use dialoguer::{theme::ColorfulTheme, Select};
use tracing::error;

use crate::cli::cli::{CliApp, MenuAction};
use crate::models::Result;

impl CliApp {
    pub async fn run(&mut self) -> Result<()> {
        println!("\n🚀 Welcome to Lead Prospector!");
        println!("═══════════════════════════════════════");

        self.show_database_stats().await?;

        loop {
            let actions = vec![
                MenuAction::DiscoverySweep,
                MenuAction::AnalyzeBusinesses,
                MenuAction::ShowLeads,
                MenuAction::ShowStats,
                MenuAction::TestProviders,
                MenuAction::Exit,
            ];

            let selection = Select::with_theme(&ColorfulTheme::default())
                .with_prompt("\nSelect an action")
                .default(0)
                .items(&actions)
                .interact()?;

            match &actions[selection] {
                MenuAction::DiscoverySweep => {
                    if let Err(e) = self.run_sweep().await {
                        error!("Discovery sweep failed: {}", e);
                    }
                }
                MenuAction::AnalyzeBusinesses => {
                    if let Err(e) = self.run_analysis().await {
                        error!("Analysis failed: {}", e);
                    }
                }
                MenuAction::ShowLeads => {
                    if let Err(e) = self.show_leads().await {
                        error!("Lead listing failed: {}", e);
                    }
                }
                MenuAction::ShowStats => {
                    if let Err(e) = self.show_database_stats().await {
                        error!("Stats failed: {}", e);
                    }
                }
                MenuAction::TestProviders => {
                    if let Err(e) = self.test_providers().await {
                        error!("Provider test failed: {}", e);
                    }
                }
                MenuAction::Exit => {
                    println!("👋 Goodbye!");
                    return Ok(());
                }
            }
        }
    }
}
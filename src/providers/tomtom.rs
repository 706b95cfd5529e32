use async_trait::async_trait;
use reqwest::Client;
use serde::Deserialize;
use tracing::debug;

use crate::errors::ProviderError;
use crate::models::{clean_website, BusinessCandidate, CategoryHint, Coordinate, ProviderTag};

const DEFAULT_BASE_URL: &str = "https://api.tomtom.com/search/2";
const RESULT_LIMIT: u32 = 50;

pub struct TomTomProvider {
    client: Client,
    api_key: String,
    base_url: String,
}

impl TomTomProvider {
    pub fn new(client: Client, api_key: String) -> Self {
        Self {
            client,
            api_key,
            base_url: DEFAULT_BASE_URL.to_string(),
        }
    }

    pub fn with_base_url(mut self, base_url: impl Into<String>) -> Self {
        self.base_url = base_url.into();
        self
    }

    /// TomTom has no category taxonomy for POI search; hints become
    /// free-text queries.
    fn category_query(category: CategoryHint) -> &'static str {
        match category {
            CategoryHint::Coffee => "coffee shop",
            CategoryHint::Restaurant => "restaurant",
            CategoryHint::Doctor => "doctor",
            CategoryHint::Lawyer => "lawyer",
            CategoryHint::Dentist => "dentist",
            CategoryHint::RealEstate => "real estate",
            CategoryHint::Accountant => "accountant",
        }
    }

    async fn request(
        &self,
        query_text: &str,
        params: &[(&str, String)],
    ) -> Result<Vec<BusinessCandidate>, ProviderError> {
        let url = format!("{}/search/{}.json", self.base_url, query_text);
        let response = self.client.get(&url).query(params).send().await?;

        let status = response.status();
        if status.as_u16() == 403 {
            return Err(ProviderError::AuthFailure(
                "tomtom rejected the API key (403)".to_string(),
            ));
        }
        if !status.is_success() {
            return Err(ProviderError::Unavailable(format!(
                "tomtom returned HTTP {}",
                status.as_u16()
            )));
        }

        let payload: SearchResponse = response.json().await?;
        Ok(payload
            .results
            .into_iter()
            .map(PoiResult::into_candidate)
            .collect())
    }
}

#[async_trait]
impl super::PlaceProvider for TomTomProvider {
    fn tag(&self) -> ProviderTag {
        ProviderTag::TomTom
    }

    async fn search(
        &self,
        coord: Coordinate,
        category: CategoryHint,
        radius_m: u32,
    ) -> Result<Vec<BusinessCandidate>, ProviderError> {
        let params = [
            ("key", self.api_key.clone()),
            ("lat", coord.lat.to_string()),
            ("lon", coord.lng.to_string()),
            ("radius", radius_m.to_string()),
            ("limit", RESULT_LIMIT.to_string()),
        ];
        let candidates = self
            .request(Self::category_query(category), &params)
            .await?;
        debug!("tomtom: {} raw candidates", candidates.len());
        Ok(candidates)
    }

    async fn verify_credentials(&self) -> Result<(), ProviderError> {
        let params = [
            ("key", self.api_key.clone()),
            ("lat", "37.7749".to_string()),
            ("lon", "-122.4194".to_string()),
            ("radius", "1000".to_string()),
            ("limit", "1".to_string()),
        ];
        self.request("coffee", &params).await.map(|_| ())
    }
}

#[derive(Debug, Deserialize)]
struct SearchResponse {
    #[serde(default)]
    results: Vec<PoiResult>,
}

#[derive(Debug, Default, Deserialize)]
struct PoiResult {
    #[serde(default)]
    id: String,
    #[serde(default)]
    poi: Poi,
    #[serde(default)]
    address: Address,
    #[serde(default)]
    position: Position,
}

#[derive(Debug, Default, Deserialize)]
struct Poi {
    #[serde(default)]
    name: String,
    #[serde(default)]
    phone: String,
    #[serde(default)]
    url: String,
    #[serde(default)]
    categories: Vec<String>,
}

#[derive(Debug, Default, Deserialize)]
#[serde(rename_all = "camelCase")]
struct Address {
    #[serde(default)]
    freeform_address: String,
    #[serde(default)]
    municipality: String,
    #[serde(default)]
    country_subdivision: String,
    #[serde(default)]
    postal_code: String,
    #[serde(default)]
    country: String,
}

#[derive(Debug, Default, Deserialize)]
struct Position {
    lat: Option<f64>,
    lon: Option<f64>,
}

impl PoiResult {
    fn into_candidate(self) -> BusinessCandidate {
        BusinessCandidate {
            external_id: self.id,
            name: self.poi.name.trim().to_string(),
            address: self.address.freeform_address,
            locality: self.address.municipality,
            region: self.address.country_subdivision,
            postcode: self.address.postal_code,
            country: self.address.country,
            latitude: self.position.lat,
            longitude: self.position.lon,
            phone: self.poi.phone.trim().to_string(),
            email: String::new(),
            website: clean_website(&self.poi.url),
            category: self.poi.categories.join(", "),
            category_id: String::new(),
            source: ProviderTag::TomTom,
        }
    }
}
====
Task item: Provide only the number of lines from the material above that include the word "Coordinate".

Solution for this task: 2